# What to do:
Copy out exactly the stretch of the listing below that begins at the line containing "filename apps/api/src/generation/handlers.rs" and ends at the line containing "use crate::errors::AppError;", and copy nothing outside it.

- - -

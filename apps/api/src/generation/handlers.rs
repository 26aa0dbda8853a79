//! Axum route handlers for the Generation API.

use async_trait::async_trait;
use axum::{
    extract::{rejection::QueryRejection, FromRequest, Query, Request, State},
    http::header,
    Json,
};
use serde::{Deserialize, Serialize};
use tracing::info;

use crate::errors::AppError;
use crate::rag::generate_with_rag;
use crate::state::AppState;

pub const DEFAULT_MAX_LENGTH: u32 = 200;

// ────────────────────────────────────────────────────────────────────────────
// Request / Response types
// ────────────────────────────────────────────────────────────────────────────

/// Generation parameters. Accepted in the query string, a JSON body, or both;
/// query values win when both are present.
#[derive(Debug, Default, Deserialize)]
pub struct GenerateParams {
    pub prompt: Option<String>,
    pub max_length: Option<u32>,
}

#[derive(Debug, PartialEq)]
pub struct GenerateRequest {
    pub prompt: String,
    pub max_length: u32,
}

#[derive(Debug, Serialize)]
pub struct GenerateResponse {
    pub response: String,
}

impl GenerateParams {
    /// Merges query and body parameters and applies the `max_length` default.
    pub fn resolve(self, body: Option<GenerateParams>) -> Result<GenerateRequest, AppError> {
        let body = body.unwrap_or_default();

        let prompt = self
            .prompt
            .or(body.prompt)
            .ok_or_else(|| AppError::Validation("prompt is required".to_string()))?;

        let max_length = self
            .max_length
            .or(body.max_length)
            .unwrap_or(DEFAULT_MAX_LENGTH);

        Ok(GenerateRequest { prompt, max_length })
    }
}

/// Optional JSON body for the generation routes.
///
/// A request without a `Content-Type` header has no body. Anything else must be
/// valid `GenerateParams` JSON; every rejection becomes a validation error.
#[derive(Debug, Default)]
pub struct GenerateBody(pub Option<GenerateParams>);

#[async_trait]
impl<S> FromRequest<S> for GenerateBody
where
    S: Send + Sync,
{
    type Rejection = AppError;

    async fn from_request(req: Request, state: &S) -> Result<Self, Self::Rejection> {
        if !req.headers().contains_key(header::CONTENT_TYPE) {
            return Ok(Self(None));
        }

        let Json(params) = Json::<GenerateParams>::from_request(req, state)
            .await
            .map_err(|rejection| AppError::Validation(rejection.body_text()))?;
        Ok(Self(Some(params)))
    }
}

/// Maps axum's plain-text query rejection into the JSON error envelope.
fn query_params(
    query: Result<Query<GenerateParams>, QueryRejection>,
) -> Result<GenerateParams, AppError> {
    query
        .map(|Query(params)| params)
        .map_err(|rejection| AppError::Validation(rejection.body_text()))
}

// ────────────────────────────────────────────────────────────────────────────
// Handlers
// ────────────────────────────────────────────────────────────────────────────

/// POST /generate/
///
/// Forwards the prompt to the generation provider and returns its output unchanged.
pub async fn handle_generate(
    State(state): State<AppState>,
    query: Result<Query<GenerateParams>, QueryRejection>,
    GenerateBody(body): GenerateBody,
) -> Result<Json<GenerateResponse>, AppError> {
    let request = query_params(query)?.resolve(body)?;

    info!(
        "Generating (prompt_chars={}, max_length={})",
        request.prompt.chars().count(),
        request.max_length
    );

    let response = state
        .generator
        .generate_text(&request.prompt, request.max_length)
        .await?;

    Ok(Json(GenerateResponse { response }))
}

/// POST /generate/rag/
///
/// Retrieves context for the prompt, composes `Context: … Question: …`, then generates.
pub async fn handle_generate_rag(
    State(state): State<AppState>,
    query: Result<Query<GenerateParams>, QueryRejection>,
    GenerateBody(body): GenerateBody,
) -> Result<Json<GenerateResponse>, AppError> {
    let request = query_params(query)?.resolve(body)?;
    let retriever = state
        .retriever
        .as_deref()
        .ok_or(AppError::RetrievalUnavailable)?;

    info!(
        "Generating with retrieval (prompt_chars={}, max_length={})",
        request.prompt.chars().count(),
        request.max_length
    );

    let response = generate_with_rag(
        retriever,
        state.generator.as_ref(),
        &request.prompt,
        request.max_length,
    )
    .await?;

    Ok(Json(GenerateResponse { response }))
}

- - -

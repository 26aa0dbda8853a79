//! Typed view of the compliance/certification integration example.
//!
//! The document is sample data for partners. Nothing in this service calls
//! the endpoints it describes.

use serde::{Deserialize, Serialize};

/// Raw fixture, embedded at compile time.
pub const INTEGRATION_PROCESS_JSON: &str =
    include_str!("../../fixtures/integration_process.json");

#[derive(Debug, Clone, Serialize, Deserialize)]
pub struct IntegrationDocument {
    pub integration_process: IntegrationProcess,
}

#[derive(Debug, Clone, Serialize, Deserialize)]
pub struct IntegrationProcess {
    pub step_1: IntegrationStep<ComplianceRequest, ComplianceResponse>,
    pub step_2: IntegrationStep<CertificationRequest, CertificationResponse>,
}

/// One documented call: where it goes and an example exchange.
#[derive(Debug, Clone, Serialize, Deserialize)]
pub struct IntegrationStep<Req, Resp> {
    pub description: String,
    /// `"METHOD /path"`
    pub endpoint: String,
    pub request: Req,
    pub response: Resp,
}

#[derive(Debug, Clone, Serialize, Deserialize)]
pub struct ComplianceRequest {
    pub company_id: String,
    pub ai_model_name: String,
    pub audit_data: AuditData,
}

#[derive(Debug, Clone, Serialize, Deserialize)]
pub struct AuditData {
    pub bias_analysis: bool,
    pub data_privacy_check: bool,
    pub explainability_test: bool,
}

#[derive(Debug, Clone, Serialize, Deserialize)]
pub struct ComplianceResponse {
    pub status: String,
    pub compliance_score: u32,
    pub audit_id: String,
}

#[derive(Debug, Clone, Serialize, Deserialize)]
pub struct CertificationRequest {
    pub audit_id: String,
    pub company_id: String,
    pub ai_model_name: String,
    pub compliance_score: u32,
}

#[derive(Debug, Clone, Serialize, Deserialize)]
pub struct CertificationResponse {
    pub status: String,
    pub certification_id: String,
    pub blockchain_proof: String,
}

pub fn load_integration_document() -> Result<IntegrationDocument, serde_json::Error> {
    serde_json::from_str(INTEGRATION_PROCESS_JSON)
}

- - -

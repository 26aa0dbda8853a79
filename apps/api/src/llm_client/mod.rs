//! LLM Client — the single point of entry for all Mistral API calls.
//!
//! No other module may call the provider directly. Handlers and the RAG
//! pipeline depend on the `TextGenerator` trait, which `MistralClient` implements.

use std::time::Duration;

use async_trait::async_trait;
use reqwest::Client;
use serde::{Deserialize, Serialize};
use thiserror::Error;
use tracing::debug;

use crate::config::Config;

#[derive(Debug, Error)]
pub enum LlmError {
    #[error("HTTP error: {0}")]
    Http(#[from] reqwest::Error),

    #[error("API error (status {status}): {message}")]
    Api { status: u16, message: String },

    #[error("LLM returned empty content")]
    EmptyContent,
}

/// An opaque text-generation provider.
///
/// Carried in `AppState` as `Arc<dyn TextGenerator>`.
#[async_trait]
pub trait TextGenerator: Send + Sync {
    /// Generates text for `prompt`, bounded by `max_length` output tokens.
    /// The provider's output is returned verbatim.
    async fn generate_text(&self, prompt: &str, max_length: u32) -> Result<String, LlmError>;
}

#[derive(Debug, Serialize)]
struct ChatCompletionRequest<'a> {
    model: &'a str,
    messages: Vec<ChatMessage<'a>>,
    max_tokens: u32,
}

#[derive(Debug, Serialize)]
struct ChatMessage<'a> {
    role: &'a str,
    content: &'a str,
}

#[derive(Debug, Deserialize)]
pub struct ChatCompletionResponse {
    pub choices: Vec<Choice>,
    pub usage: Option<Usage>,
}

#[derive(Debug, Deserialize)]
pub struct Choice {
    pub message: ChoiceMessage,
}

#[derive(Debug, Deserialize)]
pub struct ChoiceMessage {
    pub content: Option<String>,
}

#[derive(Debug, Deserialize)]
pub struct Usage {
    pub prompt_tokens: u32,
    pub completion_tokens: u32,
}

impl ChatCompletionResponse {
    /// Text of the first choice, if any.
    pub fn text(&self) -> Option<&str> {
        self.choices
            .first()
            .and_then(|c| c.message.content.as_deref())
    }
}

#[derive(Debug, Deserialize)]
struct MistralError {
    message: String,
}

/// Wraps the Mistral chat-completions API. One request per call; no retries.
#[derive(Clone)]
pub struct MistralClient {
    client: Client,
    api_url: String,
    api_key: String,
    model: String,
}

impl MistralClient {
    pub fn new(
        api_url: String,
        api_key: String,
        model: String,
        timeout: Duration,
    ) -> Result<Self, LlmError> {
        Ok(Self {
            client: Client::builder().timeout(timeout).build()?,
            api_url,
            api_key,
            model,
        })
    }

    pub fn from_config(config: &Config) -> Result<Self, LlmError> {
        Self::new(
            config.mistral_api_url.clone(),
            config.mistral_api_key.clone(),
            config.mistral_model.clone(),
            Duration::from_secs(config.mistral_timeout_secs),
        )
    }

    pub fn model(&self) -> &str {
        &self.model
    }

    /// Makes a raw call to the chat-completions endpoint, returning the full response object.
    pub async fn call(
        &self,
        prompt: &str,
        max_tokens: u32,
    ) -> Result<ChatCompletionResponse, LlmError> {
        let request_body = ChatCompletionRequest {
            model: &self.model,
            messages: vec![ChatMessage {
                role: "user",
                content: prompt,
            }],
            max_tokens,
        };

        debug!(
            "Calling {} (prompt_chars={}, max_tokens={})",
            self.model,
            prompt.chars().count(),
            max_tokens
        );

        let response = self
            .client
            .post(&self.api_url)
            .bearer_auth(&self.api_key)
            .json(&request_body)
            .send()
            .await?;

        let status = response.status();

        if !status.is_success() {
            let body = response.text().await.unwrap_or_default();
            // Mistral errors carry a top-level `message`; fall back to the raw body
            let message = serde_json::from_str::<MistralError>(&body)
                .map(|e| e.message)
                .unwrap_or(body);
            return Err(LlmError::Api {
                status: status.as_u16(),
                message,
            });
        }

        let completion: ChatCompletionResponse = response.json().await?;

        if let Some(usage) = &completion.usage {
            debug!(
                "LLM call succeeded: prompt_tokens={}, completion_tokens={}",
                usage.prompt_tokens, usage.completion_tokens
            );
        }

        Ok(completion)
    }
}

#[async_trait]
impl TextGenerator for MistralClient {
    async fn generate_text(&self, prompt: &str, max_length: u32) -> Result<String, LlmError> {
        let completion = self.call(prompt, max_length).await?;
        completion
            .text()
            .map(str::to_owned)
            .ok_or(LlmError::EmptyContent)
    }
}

- - -

# Output of the task:
filename apps/api/src/generation/handlers.rs
repository 26aa0dbda8853a79
//! Axum route handlers for the Generation API.

use async_trait::async_trait;
use axum::{
    extract::{rejection::QueryRejection, FromRequest, Query, Request, State},
    http::header,
    Json,
};
use serde::{Deserialize, Serialize};
use tracing::info;

use crate::errors::AppError;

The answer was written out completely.